[Records for this exercise — start]

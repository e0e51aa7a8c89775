//! Session and invitation records.
//!
//! A [`Session`] is the durable record of one assessment run. It is created
//! by the lifecycle controller at start, mutated only by that controller,
//! and becomes immutable once closed (completed or abandoned).

use crate::risk::RiskBreakdown;
use serde::{Deserialize, Serialize};
use thiserror::Error;

/// Errors raised by illegal session-record transitions.
#[derive(Debug, Clone, PartialEq, Eq, Error)]
pub enum SessionRecordError {
    /// close() called on an already-closed session
    #[error("session {0} is already closed")]
    AlreadyClosed(String),
}

/// Final scoring outcome of a session, by instrument.
#[derive(Debug, Clone, PartialEq, Serialize, Deserialize)]
#[serde(tag = "type", rename_all = "snake_case")]
pub enum SessionOutcome {
    /// Arcade instrument: raw score accumulated over the countdown
    RawScore { score: i64 },

    /// Decision instrument: aggregated behavioral risk breakdown
    RiskIndex { breakdown: RiskBreakdown },
}

/// One assessment run.
#[derive(Debug, Clone, PartialEq, Serialize, Deserialize)]
pub struct Session {
    /// Unique session identifier (UUIDv4)
    id: String,

    /// Owning player reference
    player_id: String,

    /// Invitation that gated this session, if any
    invitation_id: Option<String>,

    /// Host timestamp the session started at (ms)
    started_at_ms: u64,

    /// Host timestamp the session closed at (ms); None while active
    completed_at_ms: Option<u64>,

    /// Elapsed duration in whole seconds; None while active
    duration_seconds: Option<u64>,

    /// Completion-rate percentage in [0, 100]; 100 only for a fully
    /// exhausted run, never extrapolated from a partial one
    completion_rate: Option<f64>,

    /// Scoring outcome; None while active
    outcome: Option<SessionOutcome>,

    /// True if the session was closed before natural completion
    abandoned: bool,
}

impl Session {
    /// Open a new session record.
    pub fn new(player_id: String, invitation_id: Option<String>, started_at_ms: u64) -> Self {
        Self {
            id: uuid::Uuid::new_v4().to_string(),
            player_id,
            invitation_id,
            started_at_ms,
            completed_at_ms: None,
            duration_seconds: None,
            completion_rate: None,
            outcome: None,
            abandoned: false,
        }
    }

    /// Close the record. A closed session is immutable; closing twice is a
    /// programming error and is rejected.
    pub fn close(
        &mut self,
        completed_at_ms: u64,
        completion_rate: f64,
        outcome: SessionOutcome,
        abandoned: bool,
    ) -> Result<(), SessionRecordError> {
        if self.is_closed() {
            return Err(SessionRecordError::AlreadyClosed(self.id.clone()));
        }
        let elapsed_ms = completed_at_ms.saturating_sub(self.started_at_ms);
        self.completed_at_ms = Some(completed_at_ms);
        self.duration_seconds = Some(elapsed_ms / 1000);
        self.completion_rate = Some(completion_rate.clamp(0.0, 100.0));
        self.outcome = Some(outcome);
        self.abandoned = abandoned;
        Ok(())
    }

    pub fn id(&self) -> &str {
        &self.id
    }

    pub fn player_id(&self) -> &str {
        &self.player_id
    }

    pub fn invitation_id(&self) -> Option<&str> {
        self.invitation_id.as_deref()
    }

    pub fn started_at_ms(&self) -> u64 {
        self.started_at_ms
    }

    pub fn completed_at_ms(&self) -> Option<u64> {
        self.completed_at_ms
    }

    pub fn duration_seconds(&self) -> Option<u64> {
        self.duration_seconds
    }

    pub fn completion_rate(&self) -> Option<f64> {
        self.completion_rate
    }

    pub fn outcome(&self) -> Option<&SessionOutcome> {
        self.outcome.as_ref()
    }

    pub fn is_closed(&self) -> bool {
        self.completed_at_ms.is_some()
    }

    pub fn is_abandoned(&self) -> bool {
        self.abandoned
    }
}

/// Invitation lifecycle states visible to this engine.
#[derive(Debug, Clone, Copy, PartialEq, Eq, Serialize, Deserialize)]
#[serde(rename_all = "snake_case")]
pub enum InvitationStatus {
    Pending,
    Completed,
}

/// An invitation record consumed from the surrounding product.
///
/// The engine only reads it to gate session creation, and asks the
/// persistence collaborator to mark it completed at finalize. No other
/// lifecycle transitions happen here.
#[derive(Debug, Clone, PartialEq, Serialize, Deserialize)]
pub struct Invitation {
    pub id: String,
    pub player_id: String,
    pub status: InvitationStatus,
}

impl Invitation {
    pub fn new(id: String, player_id: String) -> Self {
        Self {
            id,
            player_id,
            status: InvitationStatus::Pending,
        }
    }

    /// Whether a session may still be created from this invitation.
    pub fn is_open(&self) -> bool {
        self.status == InvitationStatus::Pending
    }
}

[Records for this exercise — finish]

Exercise> Retype the material above in full, keeping every word as it stands.

Written response>
repository e0e51aa7a8c89775
//! Session and invitation records.
//!
//! A [`Session`] is the durable record of one assessment run. It is created
//! by the lifecycle controller at start, mutated only by that controller,
//! and becomes immutable once closed (completed or abandoned).

use crate::risk::RiskBreakdown;
use serde::{Deserialize, Serialize};
use thiserror::Error;

/// Errors raised by illegal session-record transitions.
#[derive(Debug, Clone, PartialEq, Eq, Error)]
pub enum SessionRecordError {
    /// close() called on an already-closed session
    #[error("session {0} is already closed")]
    AlreadyClosed(String),
}

/// Final scoring outcome of a session, by instrument.
#[derive(Debug, Clone, PartialEq, Serialize, Deserialize)]
#[serde(tag = "type", rename_all = "snake_case")]
pub enum SessionOutcome {
    /// Arcade instrument: raw score accumulated over the countdown
    RawScore { score: i64 },

    /// Decision instrument: aggregated behavioral risk breakdown
    RiskIndex { breakdown: RiskBreakdown },
}

/// One assessment run.
#[derive(Debug, Clone, PartialEq, Serialize, Deserialize)]
pub struct Session {
    /// Unique session identifier (UUIDv4)
    id: String,

    /// Owning player reference
    player_id: String,

    /// Invitation that gated this session, if any
    invitation_id: Option<String>,

    /// Host timestamp the session started at (ms)
    started_at_ms: u64,

    /// Host timestamp the session closed at (ms); None while active
    completed_at_ms: Option<u64>,

    /// Elapsed duration in whole seconds; None while active
    duration_seconds: Option<u64>,

    /// Completion-rate percentage in [0, 100]; 100 only for a fully
    /// exhausted run, never extrapolated from a partial one
    completion_rate: Option<f64>,

    /// Scoring outcome; None while active
    outcome: Option<SessionOutcome>,

    /// True if the session was closed before natural completion
    abandoned: bool,
}

impl Session {
    /// Open a new session record.
    pub fn new(player_id: String, invitation_id: Option<String>, started_at_ms: u64) -> Self {
        Self {
            id: uuid::Uuid::new_v4().to_string(),
            player_id,
            invitation_id,
            started_at_ms,
            completed_at_ms: None,
            duration_seconds: None,
            completion_rate: None,
            outcome: None,
            abandoned: false,
        }
    }

    /// Close the record. A closed session is immutable; closing twice is a
    /// programming error and is rejected.
    pub fn close(
        &mut self,
        completed_at_ms: u64,
        completion_rate: f64,
        outcome: SessionOutcome,
        abandoned: bool,
    ) -> Result<(), SessionRecordError> {
        if self.is_closed() {
            return Err(SessionRecordError::AlreadyClosed(self.id.clone()));
        }
        let elapsed_ms = completed_at_ms.saturating_sub(self.started_at_ms);
        self.completed_at_ms = Some(completed_at_ms);
        self.duration_seconds = Some(elapsed_ms / 1000);
        self.completion_rate = Some(completion_rate.clamp(0.0, 100.0));
        self.outcome = Some(outcome);
        self.abandoned = abandoned;
        Ok(())
    }

    pub fn id(&self) -> &str {
        &self.id
    }

    pub fn player_id(&self) -> &str {
        &self.player_id
    }

    pub fn invitation_id(&self) -> Option<&str> {
        self.invitation_id.as_deref()
    }

    pub fn started_at_ms(&self) -> u64 {
        self.started_at_ms
    }

    pub fn completed_at_ms(&self) -> Option<u64> {
        self.completed_at_ms
    }

    pub fn duration_seconds(&self) -> Option<u64> {
        self.duration_seconds
    }

    pub fn completion_rate(&self) -> Option<f64> {
        self.completion_rate
    }

    pub fn outcome(&self) -> Option<&SessionOutcome> {
        self.outcome.as_ref()
    }

    pub fn is_closed(&self) -> bool {
        self.completed_at_ms.is_some()
    }

    pub fn is_abandoned(&self) -> bool {
        self.abandoned
    }
}

/// Invitation lifecycle states visible to this engine.
#[derive(Debug, Clone, Copy, PartialEq, Eq, Serialize, Deserialize)]
#[serde(rename_all = "snake_case")]
pub enum InvitationStatus {
    Pending,
    Completed,
}

/// An invitation record consumed from the surrounding product.
///
/// The engine only reads it to gate session creation, and asks the
/// persistence collaborator to mark it completed at finalize. No other
/// lifecycle transitions happen here.
#[derive(Debug, Clone, PartialEq, Serialize, Deserialize)]
pub struct Invitation {
    pub id: String,
    pub player_id: String,
    pub status: InvitationStatus,
}

impl Invitation {
    pub fn new(id: String, player_id: String) -> Self {
        Self {
            id,
            player_id,
            status: InvitationStatus::Pending,
        }
    }

    /// Whether a session may still be created from this invitation.
    pub fn is_open(&self) -> bool {
        self.status == InvitationStatus::Pending
    }
}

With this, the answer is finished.